● Instructions to follow
Every line below that contains the word "stream" must be copied.

● Data shown

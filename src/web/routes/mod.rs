// Route table and handler modules

pub mod chat;
pub mod config;
pub mod examples;
pub mod health;

use hyper::{Body, Method, Request, Response, StatusCode};
use std::convert::Infallible;

use super::response_helpers::{cors_preflight, json_error};
use super::AppState;

/// Dispatch one request by method and path.
pub async fn handle_request(
    req: Request<Body>,
    state: AppState,
) -> Result<Response<Body>, Infallible> {
    log::debug!("{} {}", req.method(), req.uri().path());

    match (req.method(), req.uri().path()) {
        (&Method::OPTIONS, _) => Ok(cors_preflight()),
        (&Method::GET, "/") => health::handle_index(&state).await,
        (&Method::GET, "/health") => health::handle(&state).await,
        (&Method::GET, "/api/config") => config::handle_get_config(&state).await,
        (&Method::POST, "/api/chat/validate") => chat::handle_validate(req, &state).await,
        (&Method::POST, "/api/chat/stream") => chat::handle_stream(req, &state).await,
        (&Method::POST, "/api/chat/retry") => chat::handle_retry(req, &state).await,
        (&Method::POST, "/api/chat/undo") => chat::handle_undo(req).await,
        (&Method::GET, "/api/examples") => examples::handle_list().await,
        (&Method::POST, "/api/examples/run") => examples::handle_run(req, &state).await,
        _ => Ok(json_error(StatusCode::NOT_FOUND, "Not found")),
    }
}


#[cfg(test)]
mod tests {
    use super::test_support::*;
    use super::*;

    #[tokio::test]
    async fn test_unknown_route_is_404() {
        let (_, state) = state("x");
        let response = handle_request(get("/nope"), state).await.unwrap();
        assert_eq!(response.status(), StatusCode::NOT_FOUND);
    }

    #[tokio::test]
    async fn test_preflight_answers_any_path() {
        let (_, state) = state("x");
        let req = Request::builder()
            .method(Method::OPTIONS)
            .uri("/api/chat/stream")
            .body(Body::empty())
            .unwrap();
        let response = handle_request(req, state).await.unwrap();
        assert_eq!(response.status(), StatusCode::OK);
        assert!(response
            .headers()
            .contains_key("access-control-allow-methods"));
    }
}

● Response
        (&Method::POST, "/api/chat/stream") => chat::handle_stream(req, &state).await,
            .uri("/api/chat/stream")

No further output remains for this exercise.